Join our Google Group
We have set up a discussion group openATTIC Users on Google Groups, and we'd like to invite you to join the conversations. If you have a question or problem, just ask! Google Groups offers a forum-like web frontend and can also be used as regular mailing list.
You can subscribe to it via the web page, or via email, by sending an empty message to email@example.com, using the email address that you want to use to exchange messages with this group (no Google account required).
Before asking a question, please consider searching the group's archive and consult our public issue tracker - maybe the issue you are observing has already been reported.
Also see How To Ask Questions The Smart Way by Eric S. Raymond and Rick Moen for some more guidance on how to yield the best results when posting a request for help.
Chat with us on IRC
Send us Feedback
Found a bug? Missing a feature? Please let us know!
If you want to help, you don’t have to be a developer. Reporting bugs or inconsistencies also helps!
Before submitting a bug report or feature request, please spend some time on make sure it’s has not been reported already. If you're unsure, feel free to get in touch with us via IRC or the Google group first, so we can discuss your request beforehand.
Contribute Code or Patches
If you're looking for some easy task to get started, we have created a list of relatively easy tasks that would be suitable for new developers to become familar with the code base and processes involved. We've collected them on a dedicated Wiki page titled Low hanging fruit tasks. If you're looking for something to hone your skills and expertise, these might be a good start.
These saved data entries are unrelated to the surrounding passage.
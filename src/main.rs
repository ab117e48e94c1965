use std::sync::Arc;

use clap::Parser;
use tokio::io::AsyncReadExt;
use tracing::info;

use rolesmith::api::{self, AppState};
use rolesmith::cli::{Cli, Commands};
use rolesmith::config::{SecretBackend, Settings};
use rolesmith::credentials::{CredentialLocator, CredentialMaterializer, MaterializeSpec};
use rolesmith::lifecycle::{LifecycleHandler, LifecycleRequest};
use rolesmith::observability::init_tracing;
use rolesmith::secrets::{InMemorySecretStore, SecretStore, VaultSecretStore, VaultStoreConfig};
use rolesmith::{Error, Result, APP_NAME, VERSION};

#[tokio::main]
async fn main() -> Result<()> {
    // Load .env file if it exists (optional - won't fail if missing).
    // This must happen before any config is read from the environment.
    if let Err(e) = dotenvy::dotenv() {
        if !e.to_string().contains("not found") {
            eprintln!("Warning: Error loading .env file: {}", e);
        }
    }

    let cli = Cli::parse();
    let settings = Settings::from_env()?;
    init_tracing(&settings.observability)?;

    info!(
        app_name = APP_NAME,
        version = VERSION,
        engine = %settings.engine.kind,
        secret_backend = ?settings.secrets.backend,
        "Starting rolesmith"
    );

    match cli.command {
        Commands::Serve => serve(settings).await,
        Commands::Reconcile => reconcile_once(settings).await,
        Commands::Materialize => materialize(settings).await,
    }
}

async fn build_store(settings: &Settings) -> Result<Arc<dyn SecretStore>> {
    match settings.secrets.backend {
        SecretBackend::Vault => {
            let config = VaultStoreConfig::from_env().map_err(|e| Error::config(e.to_string()))?;
            let store = VaultSecretStore::new(config)
                .await
                .map_err(|e| Error::config(format!("Vault store init failed: {}", e)))?;
            Ok(Arc::new(store))
        }
        SecretBackend::Memory => {
            tracing::warn!("Using the in-memory secret store; secrets do not survive restarts");
            Ok(Arc::new(InMemorySecretStore::new()))
        }
    }
}

fn build_handler(settings: &Settings, store: Arc<dyn SecretStore>) -> Result<LifecycleHandler> {
    Ok(LifecycleHandler::new(
        store,
        Arc::new(settings.engine.connector()),
        settings.secrets.root_secret_name.clone(),
        settings.secrets.app_secret_name.clone(),
        settings.engine.privilege_set()?,
    ))
}

async fn serve(settings: Settings) -> Result<()> {
    let store = build_store(&settings).await?;
    let handler = Arc::new(build_handler(&settings, store)?);
    api::serve(AppState::new(handler), &settings.api.bind_address()).await
}

/// One-shot mode: one lifecycle event in on stdin, one status out on
/// stdout. The process exits 0 whenever a status was produced; FAILED is a
/// protocol outcome, not a process error.
async fn reconcile_once(settings: Settings) -> Result<()> {
    let mut input = String::new();
    tokio::io::stdin().read_to_string(&mut input).await?;
    let request: LifecycleRequest = serde_json::from_str(&input)
        .map_err(|e| Error::serialization("lifecycle event on stdin", e))?;

    let store = build_store(&settings).await?;
    let handler = build_handler(&settings, store)?;
    let response = handler.handle(request).await;

    let encoded = serde_json::to_string(&response)
        .map_err(|e| Error::serialization("lifecycle response", e))?;
    println!("{}", encoded);
    Ok(())
}

async fn materialize(settings: Settings) -> Result<()> {
    let store = build_store(&settings).await?;
    let materializer = CredentialMaterializer::new(store);

    let spec = MaterializeSpec {
        service: settings.secrets.service.clone(),
        secret_name: settings.secrets.app_secret_name.clone(),
        username: settings.secrets.username.clone(),
        database: settings.secrets.database.clone(),
        host: settings.engine.host.clone(),
        readers: settings.secrets.readers.clone(),
    };
    let credential = materializer.materialize(&spec).await?;
    info!(
        user = %credential.user,
        database = %credential.database,
        secret = %settings.secrets.app_secret_name,
        "App credential materialized"
    );

    let locator =
        CredentialLocator::new(settings.secrets.app_secret_name.clone(), settings.engine.kind);
    let references = serde_json::json!({
        "secretName": settings.secrets.app_secret_name,
        "port": locator.port(),
        "tlsRequired": locator.tls_required(),
        "buildEnvironment": locator.build_environment(),
        "runtimeSecrets": locator.runtime_secrets(),
    });

    let encoded = serde_json::to_string_pretty(&references)
        .map_err(|e| Error::serialization("credential references", e))?;
    println!("{}", encoded);
    Ok(())
}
Please join our IRC channel or Google Group — it will help us to get to get to know you better and how we can collaborate. Coordinating our work will allow us to achieve the best results.
The openATTIC source code is available in the form of a Mercurial repository on BitBucket.
First off, start by setting up a development system. Then code away, implementing whatever changes you want to make. See contributing code to openATTIC for details on how to submit your changes to the upstream developers. Follow the openATTIC Contributing Guidelines to make sure your patches will be accepted.
To improve tracking of who did what, we require you to sign your patch contribution. The sign-off is a simple line at the end of the explanation for the patch, which certifies that you wrote it or otherwise have the right to pass it on as an open-source patch.